### Work order
Your answer should be every line of the records that contains the word "Option".

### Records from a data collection
==================================================

use lazy_static::lazy_static;
use regex::Regex;
use tracing::info;

use crate::error::{ApiError, ApiResult};
use crate::state::AppState;
use crate::users::dto::{CreateUserRequest, UpdateUserRequest, UserDto};
use crate::users::repo;

pub(crate) fn is_valid_email(email: &str) -> bool {
    lazy_static! {
        static ref EMAIL_RE: Regex = Regex::new(r"^[^@\s]+@[^@\s]+\.[^@\s]+$").unwrap();
    }
    EMAIL_RE.is_match(email)
}

/// Trims and validates a registration name. Missing or blank → Validation.
fn validated_name(name: Option<&str>) -> ApiResult<String> {
    let name = name.map(str::trim).unwrap_or_default();
    if name.is_empty() {
        return Err(ApiError::Validation("Name cannot be blank".into()));
    }
    Ok(name.to_string())
}

/// Trims and validates an email. Missing, blank or malformed → Validation.
fn validated_email(email: Option<&str>) -> ApiResult<String> {
    let email = email.map(str::trim).unwrap_or_default();
    if email.is_empty() {
        return Err(ApiError::Validation("Email cannot be blank".into()));
    }
    if !is_valid_email(email) {
        return Err(ApiError::Validation("Invalid email format".into()));
    }
    Ok(email.to_string())
}

pub async fn create_user(state: &AppState, req: CreateUserRequest) -> ApiResult<UserDto> {
    let name = validated_name(req.name.as_deref())?;
    let email = validated_email(req.email.as_deref())?;

    let mut tx = state.db.begin().await?;

    if repo::find_by_email(&mut *tx, &email).await?.is_some() {
        return Err(ApiError::Conflict(format!("Email already exists: {email}")));
    }

    let user = repo::insert(&mut *tx, &name, &email).await?;
    tx.commit().await?;

    info!(user_id = user.id, "user created");
    Ok(user.into())
}

pub async fn get_user(state: &AppState, user_id: i64) -> ApiResult<UserDto> {
    let user = repo::find_by_id(&state.db, user_id)
        .await?
        .ok_or_else(|| ApiError::NotFound(format!("User not found with id: {user_id}")))?;
    Ok(user.into())
}

pub async fn list_users(state: &AppState) -> ApiResult<Vec<UserDto>> {
    let users = repo::find_all(&state.db).await?;
    Ok(users.into_iter().map(UserDto::from).collect())
}

pub async fn update_user(
    state: &AppState,
    user_id: i64,
    req: UpdateUserRequest,
) -> ApiResult<UserDto> {
    let mut tx = state.db.begin().await?;

    let mut existing = repo::find_by_id(&mut *tx, user_id)
        .await?
        .ok_or_else(|| ApiError::NotFound(format!("User not found with id: {user_id}")))?;

    let mut updated = false;

    if let Some(name) = req.name.as_deref() {
        existing.name = validated_name(Some(name))?;
        updated = true;
    }

    if let Some(email) = req.email.as_deref() {
        let email = validated_email(Some(email))?;
        if email != existing.email {
            if repo::find_by_email(&mut *tx, &email).await?.is_some() {
                return Err(ApiError::Conflict(format!("Email already exists: {email}")));
            }
            existing.email = email;
            updated = true;
        }
    }

    if !updated {
        return Ok(existing.into());
    }

    let user = repo::update(&mut *tx, user_id, &existing.name, &existing.email).await?;
    tx.commit().await?;

    info!(user_id, "user updated");
    Ok(user.into())
}

pub async fn delete_user(state: &AppState, user_id: i64) -> ApiResult<()> {
    repo::delete(&state.db, user_id).await?;
    info!(user_id, "user deleted");
    Ok(())
}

==================================================

### Solution to the problem
fn validated_name(name: Option<&str>) -> ApiResult<String> {
fn validated_email(email: Option<&str>) -> ApiResult<String> {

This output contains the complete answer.